═══ RECORDED INFORMATION ═══
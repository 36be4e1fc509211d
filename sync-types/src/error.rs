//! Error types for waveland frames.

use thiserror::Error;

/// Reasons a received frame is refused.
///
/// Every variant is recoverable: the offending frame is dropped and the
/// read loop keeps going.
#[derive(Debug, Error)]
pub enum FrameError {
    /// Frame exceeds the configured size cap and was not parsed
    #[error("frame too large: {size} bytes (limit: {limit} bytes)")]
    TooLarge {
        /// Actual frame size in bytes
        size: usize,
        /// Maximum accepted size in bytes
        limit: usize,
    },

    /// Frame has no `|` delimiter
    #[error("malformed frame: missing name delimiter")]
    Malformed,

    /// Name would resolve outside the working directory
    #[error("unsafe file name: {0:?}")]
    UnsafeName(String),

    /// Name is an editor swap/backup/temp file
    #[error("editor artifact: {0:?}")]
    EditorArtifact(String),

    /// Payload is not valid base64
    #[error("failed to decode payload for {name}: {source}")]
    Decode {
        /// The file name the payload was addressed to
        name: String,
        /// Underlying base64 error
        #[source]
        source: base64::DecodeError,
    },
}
═══
═══ RECORDED INFORMATION ═══
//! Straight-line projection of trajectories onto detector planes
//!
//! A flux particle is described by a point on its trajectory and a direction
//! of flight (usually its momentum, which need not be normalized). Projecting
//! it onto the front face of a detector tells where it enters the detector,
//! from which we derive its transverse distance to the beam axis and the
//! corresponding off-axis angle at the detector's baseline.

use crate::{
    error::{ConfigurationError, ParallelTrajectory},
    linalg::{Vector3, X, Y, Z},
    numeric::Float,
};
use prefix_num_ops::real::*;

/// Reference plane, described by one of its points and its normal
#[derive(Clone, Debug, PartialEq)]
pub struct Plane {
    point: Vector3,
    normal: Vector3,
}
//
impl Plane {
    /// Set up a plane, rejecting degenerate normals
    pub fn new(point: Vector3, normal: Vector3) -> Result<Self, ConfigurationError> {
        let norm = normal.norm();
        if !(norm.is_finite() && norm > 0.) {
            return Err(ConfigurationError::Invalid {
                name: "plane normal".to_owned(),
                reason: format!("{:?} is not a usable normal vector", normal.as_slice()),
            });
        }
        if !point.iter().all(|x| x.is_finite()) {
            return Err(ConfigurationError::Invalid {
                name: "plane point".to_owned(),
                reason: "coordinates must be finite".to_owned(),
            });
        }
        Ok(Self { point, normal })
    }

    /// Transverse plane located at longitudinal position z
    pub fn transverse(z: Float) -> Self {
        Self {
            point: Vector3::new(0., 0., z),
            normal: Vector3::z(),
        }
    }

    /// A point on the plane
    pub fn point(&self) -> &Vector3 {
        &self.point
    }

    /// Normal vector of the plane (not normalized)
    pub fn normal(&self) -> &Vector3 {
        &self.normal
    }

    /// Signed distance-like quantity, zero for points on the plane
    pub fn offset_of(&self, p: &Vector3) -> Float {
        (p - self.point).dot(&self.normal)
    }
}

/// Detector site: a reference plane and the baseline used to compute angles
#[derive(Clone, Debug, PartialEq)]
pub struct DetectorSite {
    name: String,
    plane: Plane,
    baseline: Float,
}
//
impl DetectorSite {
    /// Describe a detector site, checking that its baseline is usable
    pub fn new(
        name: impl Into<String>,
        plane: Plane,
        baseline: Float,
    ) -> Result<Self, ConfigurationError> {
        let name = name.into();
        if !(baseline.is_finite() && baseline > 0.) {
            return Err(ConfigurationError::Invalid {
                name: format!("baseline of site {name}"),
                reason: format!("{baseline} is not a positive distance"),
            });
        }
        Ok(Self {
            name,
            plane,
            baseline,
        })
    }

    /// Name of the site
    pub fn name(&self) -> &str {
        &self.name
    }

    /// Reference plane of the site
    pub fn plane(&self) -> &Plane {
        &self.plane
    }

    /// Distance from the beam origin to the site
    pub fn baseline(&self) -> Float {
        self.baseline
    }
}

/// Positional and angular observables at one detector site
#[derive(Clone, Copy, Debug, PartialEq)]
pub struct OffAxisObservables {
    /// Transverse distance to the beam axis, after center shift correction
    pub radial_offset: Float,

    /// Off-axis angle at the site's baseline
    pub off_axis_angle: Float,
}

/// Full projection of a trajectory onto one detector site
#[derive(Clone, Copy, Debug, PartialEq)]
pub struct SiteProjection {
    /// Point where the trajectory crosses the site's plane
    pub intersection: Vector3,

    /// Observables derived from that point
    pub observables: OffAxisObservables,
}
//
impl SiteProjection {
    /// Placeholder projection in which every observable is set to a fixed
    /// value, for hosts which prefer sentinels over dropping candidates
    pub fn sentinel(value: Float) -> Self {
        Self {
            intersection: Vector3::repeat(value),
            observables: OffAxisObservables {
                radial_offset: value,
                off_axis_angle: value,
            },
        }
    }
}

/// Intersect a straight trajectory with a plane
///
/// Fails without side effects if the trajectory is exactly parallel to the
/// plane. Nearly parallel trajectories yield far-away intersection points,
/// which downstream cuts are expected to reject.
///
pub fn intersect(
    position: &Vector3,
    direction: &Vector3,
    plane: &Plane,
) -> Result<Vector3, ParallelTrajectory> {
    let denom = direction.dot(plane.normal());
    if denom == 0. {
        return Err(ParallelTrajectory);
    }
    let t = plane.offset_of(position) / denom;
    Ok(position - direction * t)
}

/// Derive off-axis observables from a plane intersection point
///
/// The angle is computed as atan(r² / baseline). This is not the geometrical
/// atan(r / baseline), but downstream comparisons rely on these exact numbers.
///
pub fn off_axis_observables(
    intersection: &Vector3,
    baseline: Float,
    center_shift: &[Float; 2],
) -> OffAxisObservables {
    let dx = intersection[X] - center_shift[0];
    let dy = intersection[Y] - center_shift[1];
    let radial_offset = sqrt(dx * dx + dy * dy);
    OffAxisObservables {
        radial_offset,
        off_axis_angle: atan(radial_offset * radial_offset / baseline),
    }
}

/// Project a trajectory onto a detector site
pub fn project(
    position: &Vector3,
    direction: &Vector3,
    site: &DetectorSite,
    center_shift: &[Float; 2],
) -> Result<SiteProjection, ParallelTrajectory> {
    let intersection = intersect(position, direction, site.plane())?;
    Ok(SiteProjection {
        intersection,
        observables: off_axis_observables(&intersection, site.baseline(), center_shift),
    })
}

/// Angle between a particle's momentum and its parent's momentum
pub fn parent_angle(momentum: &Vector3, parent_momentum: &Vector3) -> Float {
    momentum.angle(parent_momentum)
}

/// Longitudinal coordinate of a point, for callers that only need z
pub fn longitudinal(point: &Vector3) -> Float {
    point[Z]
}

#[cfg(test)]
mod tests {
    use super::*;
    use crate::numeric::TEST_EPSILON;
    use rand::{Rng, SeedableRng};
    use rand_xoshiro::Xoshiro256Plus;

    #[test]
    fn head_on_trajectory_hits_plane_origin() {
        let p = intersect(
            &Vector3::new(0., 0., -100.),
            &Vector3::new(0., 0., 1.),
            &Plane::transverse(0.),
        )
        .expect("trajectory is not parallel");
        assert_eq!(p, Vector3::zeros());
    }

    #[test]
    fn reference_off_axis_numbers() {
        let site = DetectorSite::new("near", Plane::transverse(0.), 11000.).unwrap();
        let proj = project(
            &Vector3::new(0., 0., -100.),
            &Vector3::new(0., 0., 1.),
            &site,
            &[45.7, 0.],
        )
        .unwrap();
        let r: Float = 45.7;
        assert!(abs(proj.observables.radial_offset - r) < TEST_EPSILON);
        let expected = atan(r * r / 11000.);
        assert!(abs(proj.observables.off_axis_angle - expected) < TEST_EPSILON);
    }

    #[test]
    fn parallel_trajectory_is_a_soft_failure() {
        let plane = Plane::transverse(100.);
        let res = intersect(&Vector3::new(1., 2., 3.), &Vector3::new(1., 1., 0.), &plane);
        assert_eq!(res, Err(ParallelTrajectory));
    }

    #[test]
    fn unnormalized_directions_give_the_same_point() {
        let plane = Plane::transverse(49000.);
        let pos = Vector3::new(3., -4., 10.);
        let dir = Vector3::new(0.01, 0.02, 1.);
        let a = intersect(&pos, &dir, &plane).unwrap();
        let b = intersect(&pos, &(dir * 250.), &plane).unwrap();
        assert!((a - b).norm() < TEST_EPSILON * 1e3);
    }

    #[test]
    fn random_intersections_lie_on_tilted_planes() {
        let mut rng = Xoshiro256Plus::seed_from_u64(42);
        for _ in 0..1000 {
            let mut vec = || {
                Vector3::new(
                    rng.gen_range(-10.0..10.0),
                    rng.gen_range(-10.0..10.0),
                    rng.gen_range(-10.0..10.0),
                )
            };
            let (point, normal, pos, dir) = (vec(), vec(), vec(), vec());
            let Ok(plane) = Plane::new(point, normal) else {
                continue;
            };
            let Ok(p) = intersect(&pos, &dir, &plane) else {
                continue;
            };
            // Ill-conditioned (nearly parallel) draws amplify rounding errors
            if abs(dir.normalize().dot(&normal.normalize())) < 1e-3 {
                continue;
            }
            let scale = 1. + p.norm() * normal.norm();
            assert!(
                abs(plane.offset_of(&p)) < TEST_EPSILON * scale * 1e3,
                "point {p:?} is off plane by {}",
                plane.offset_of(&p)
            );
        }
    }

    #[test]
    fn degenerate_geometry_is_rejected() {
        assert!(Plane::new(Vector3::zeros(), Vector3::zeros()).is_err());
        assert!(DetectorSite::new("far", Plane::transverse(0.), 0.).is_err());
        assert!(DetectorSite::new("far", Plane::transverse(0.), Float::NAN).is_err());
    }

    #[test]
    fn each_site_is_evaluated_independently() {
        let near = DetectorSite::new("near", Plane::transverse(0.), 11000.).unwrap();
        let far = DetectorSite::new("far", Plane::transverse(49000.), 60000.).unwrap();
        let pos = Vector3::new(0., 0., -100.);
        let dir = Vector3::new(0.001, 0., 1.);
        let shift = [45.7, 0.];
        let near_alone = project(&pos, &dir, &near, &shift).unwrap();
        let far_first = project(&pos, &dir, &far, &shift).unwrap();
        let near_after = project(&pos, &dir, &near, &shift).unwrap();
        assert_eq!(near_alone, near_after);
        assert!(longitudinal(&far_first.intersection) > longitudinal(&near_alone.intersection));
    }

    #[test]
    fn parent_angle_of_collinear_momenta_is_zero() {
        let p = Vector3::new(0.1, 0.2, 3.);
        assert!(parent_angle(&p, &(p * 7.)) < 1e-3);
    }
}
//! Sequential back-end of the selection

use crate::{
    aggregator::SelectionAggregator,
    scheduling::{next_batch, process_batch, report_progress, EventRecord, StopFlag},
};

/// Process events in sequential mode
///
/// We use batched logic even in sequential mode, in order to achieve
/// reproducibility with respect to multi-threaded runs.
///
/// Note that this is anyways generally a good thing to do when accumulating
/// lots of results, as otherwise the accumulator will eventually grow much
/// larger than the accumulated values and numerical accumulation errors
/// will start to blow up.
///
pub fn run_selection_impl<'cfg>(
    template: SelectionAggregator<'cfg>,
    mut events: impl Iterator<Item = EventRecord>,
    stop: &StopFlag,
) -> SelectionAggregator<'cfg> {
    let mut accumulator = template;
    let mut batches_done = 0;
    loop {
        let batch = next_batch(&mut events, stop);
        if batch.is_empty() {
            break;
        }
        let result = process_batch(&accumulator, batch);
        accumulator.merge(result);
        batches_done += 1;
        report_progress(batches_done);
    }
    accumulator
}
═══
* TASK OBJECTIVE
Check each line of the listing for the word "EventRecord". Report how many lines have it, and nothing more.

* WRITTEN ANSWER
2